A respected economist and Nobel laureate James Tobin came up with a solution in the name of a Tobin tax. He put forward the intriguing idea of a small tax on all foreign exchange transactions in order to limit speculative, short term foreign exchange dealings. Such transactions do nothing for short term foreign exchange dealings since the objective driving them is short term capital gains. A major merit of the Tobin tax is its capacity to slow down speculative foreign exchange transactions while generating huge amounts of revenue for Africa. By 1997, The volume of foreign exchange transactions had reached US$ 1.3 Trillion daily.A 0.1% Tobin tax would yield enough autonomous revenue to put Third world development on a secure and sustainable footing without any `strings attached’ aid. This would end African development wobbles in almost an instance. The international community is still to implement this although the Tobin tax proposal was discussed at the Halifax G7 summit in 1997 and its technical feasibility well established.Africa should enforce this tax if to end the sprawling poverty in her midst.

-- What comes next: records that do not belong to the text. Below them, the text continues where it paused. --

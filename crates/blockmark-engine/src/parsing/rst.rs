//! The reStructuredText-like dialect.
//!
//! Regions are directives and `..` separators. Lines: underline heading
//! (two lines), blank, indented quote, list item, `:math:` role, text.

use crate::parsing::blocks::LineClass;
use crate::parsing::blocks::kinds::{Directive, InlineMath, ListItem, Paragraph, UnderlineHeading};
use crate::parsing::{Extracted, MarkupGrammar};

#[derive(Debug, Clone, Copy, Default)]
pub struct RstGrammar;

impl RstGrammar {
    /// Whether `line` reads back as exactly this paragraph text wherever it
    /// sits in a paragraph. Underline-shaped lines never do, since they turn
    /// the line above them into a heading.
    pub fn is_plain(line: &str) -> bool {
        let lines = [line];
        UnderlineHeading::underline_level(line).is_none()
            && RstGrammar.open_region(&lines, 0).is_none()
            && matches!(classify_line(line), LineClass::Text(text) if text == line)
    }
}

impl MarkupGrammar for RstGrammar {
    fn open_region(&self, lines: &[&str], at: usize) -> Option<Extracted> {
        Directive::extract(lines, at)
    }

    fn classify(&self, lines: &[&str], at: usize) -> (LineClass, usize) {
        let line = lines[at];
        if is_title_line(line)
            && let Some(next) = lines.get(at + 1)
            && let Some(level) = UnderlineHeading::underline_level(next)
        {
            let heading = LineClass::Heading {
                level,
                text: line.trim().to_string(),
            };
            return (heading, 2);
        }
        (classify_line(line), 1)
    }
}

fn is_title_line(line: &str) -> bool {
    !line.trim().is_empty() && !is_indented(line)
}

fn is_indented(line: &str) -> bool {
    line.starts_with([' ', '\t'])
}

fn classify_line(line: &str) -> LineClass {
    if line.trim().is_empty() {
        return LineClass::Blank;
    }
    if let Some(rest) = Paragraph::unescape(line, RstGrammar::is_plain) {
        return LineClass::Text(rest.trim_end().to_string());
    }
    if is_indented(line) {
        return LineClass::Quote(line.trim().to_string());
    }
    if let Some((kind, text)) = ListItem::parse(line) {
        return LineClass::ListItem {
            kind,
            text: text.to_string(),
        };
    }
    if let Some(found) = InlineMath::find_role(line) {
        return LineClass::InlineMath {
            before: found.before.to_string(),
            formula: found.formula.to_string(),
            after: found.after.to_string(),
        };
    }
    LineClass::Text(line.trim_end().to_string())
}
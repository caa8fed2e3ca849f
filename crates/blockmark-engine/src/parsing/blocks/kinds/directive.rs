use std::sync::LazyLock;

use regex::Regex;

use crate::models::{Block, BlockType, Meta};
use crate::parsing::Extracted;

use super::CodeFence;

static DIRECTIVE: LazyLock<Regex> = LazyLock::new(|| {
    Regex::new(r"^\.\.\s+([A-Za-z][\w-]*)::\s*(.*?)\s*$").expect("valid regex")
});
static OPTION: LazyLock<Regex> =
    LazyLock::new(|| Regex::new(r"^\s+:([\w-]+):\s*(.*?)\s*$").expect("valid regex"));

/// reStructuredText directives (`.. name:: argument`), their option lines and
/// indented bodies.
///
/// A line holding only `..` is an empty comment: it separates blocks without
/// producing one.
pub struct Directive;

impl Directive {
    pub const BREAK: &'static str = "..";
    pub const BODY_INDENT: &'static str = "   ";

    pub const CODE: &'static str = "code-block";
    pub const DIAGRAM: &'static str = "mermaid";
    pub const MATH: &'static str = "math";
    pub const INFO: &'static str = "note";
    pub const WARNING: &'static str = "warning";
    pub const DANGER: &'static str = "danger";
    pub const IMAGE: &'static str = "image";
    pub const AUDIO: &'static str = "audio";
    pub const VIDEO: &'static str = "video";

    pub fn is_break(line: &str) -> bool {
        line.trim_end() == Self::BREAK
    }

    /// Directive name to block type. Unknown directives are not regions.
    pub fn kind_for(name: &str) -> Option<BlockType> {
        let kind = match name.to_ascii_lowercase().as_str() {
            "code-block" | "code" | "sourcecode" => BlockType::Code,
            "mermaid" => BlockType::Diagram,
            "math" => BlockType::Math,
            "note" | "info" | "tip" | "hint" => BlockType::Info,
            "warning" | "caution" | "attention" => BlockType::Warning,
            "danger" | "error" => BlockType::Danger,
            "image" => BlockType::Image,
            "audio" => BlockType::Audio,
            "video" => BlockType::Video,
            _ => return None,
        };
        Some(kind)
    }

    /// Directive name written for a block type, if the type is a directive.
    pub fn name_for(kind: BlockType) -> Option<&'static str> {
        let name = match kind {
            BlockType::Code => Self::CODE,
            BlockType::Diagram => Self::DIAGRAM,
            BlockType::Math => Self::MATH,
            BlockType::Info => Self::INFO,
            BlockType::Warning => Self::WARNING,
            BlockType::Danger => Self::DANGER,
            BlockType::Image => Self::IMAGE,
            BlockType::Audio => Self::AUDIO,
            BlockType::Video => Self::VIDEO,
            _ => return None,
        };
        Some(name)
    }

    pub fn extract(lines: &[&str], at: usize) -> Option<Extracted> {
        if Self::is_break(lines[at]) {
            return Some(Extracted {
                block: None,
                consumed: 1,
            });
        }

        let caps = DIRECTIVE.captures(lines[at])?;
        let name = caps.get(1)?.as_str();
        let argument = caps.get(2).map_or("", |m| m.as_str());
        let kind = Self::kind_for(name)?;

        let mut meta = Meta::new();
        let mut i = at + 1;
        while i < lines.len() {
            let Some(option) = OPTION.captures(lines[i]) else {
                break;
            };
            let key = option.get(1).map_or("", |m| m.as_str());
            let value = option.get(2).map_or("", |m| m.as_str());
            match key {
                Meta::TITLE | Meta::ALT | Meta::CAPTION if !value.is_empty() => {
                    meta.insert(key, value);
                }
                _ => log::debug!("ignoring option :{key}: on directive {name}"),
            }
            i += 1;
        }

        let (body, end) = Self::body(lines, i);
        let block = Self::build(kind, argument, body, meta);
        Some(Extracted {
            block: Some(block),
            consumed: end - at,
        })
    }

    /// The indented body starting at `lines[from]`, dedented, and the index
    /// just past it. Leading and trailing blank lines are not part of it.
    fn body(lines: &[&str], from: usize) -> (String, usize) {
        let mut end = from;
        let mut last_content = from;
        while end < lines.len() {
            let line = lines[end];
            if line.trim().is_empty() {
                end += 1;
                continue;
            }
            if !line.starts_with([' ', '\t']) {
                break;
            }
            end += 1;
            last_content = end;
        }

        let taken = &lines[from..last_content];
        let indent = taken
            .iter()
            .filter(|l| !l.trim().is_empty())
            .map(|l| l.len() - l.trim_start_matches([' ', '\t']).len())
            .min()
            .unwrap_or(0);
        let body = taken
            .iter()
            .skip_while(|l| l.trim().is_empty())
            .map(|l| if l.trim().is_empty() { "" } else { &l[indent..] })
            .collect::<Vec<_>>()
            .join("\n");
        (body, last_content)
    }

    fn build(kind: BlockType, argument: &str, body: String, mut meta: Meta) -> Block {
        match kind {
            BlockType::Code if argument == CodeFence::DIAGRAM_LANGUAGE => {
                Block::with_meta(BlockType::Diagram, body, meta)
            }
            BlockType::Code => {
                if !argument.is_empty() {
                    meta.insert(Meta::LANGUAGE, argument);
                }
                Block::with_meta(kind, body, meta)
            }
            kind if kind.is_media() => {
                if !body.is_empty() && meta.get(Meta::CAPTION).is_none() {
                    meta.insert(Meta::CAPTION, body.replace('\n', " "));
                }
                Block::with_meta(kind, argument, meta)
            }
            _ => {
                let content = match (argument.is_empty(), body.is_empty()) {
                    (true, _) => body,
                    (false, true) => argument.to_string(),
                    (false, false) => format!("{argument}\n{body}"),
                };
                Block::with_meta(kind, content, meta)
            }
        }
    }

    /// Render a directive: header line, option lines, then the body indented
    /// by [`Directive::BODY_INDENT`] after a blank line.
    pub fn render(name: &str, argument: &str, options: &[(&str, &str)], body: &str) -> String {
        let argument = argument.replace('\n', " ");
        let mut out = format!("{} {name}:: {}", Self::BREAK, argument.trim())
            .trim_end()
            .to_string();
        for (key, value) in options {
            if !value.trim().is_empty() {
                out.push_str(&format!(
                    "\n{}:{key}: {}",
                    Self::BODY_INDENT,
                    value.replace('\n', " ").trim()
                ));
            }
        }
        if !body.trim().is_empty() {
            out.push('\n');
            for line in body.split('\n') {
                out.push('\n');
                if !line.trim().is_empty() {
                    out.push_str(Self::BODY_INDENT);
                    out.push_str(line);
                }
            }
        }
        out
    }
}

The Kenyan economy has been showing notable economic growth which is in no way attributed to the world bank/IMF policy makers but to the Kenyan tax payers who are forever surpassing tax revenue targets. This means that, no one will wake up in the morning to come and develop Africa but Africans themselves. We have the resources.We only need to reenergize our resource allocation and tax collection mechanisms and live well within ours means to make poverty history.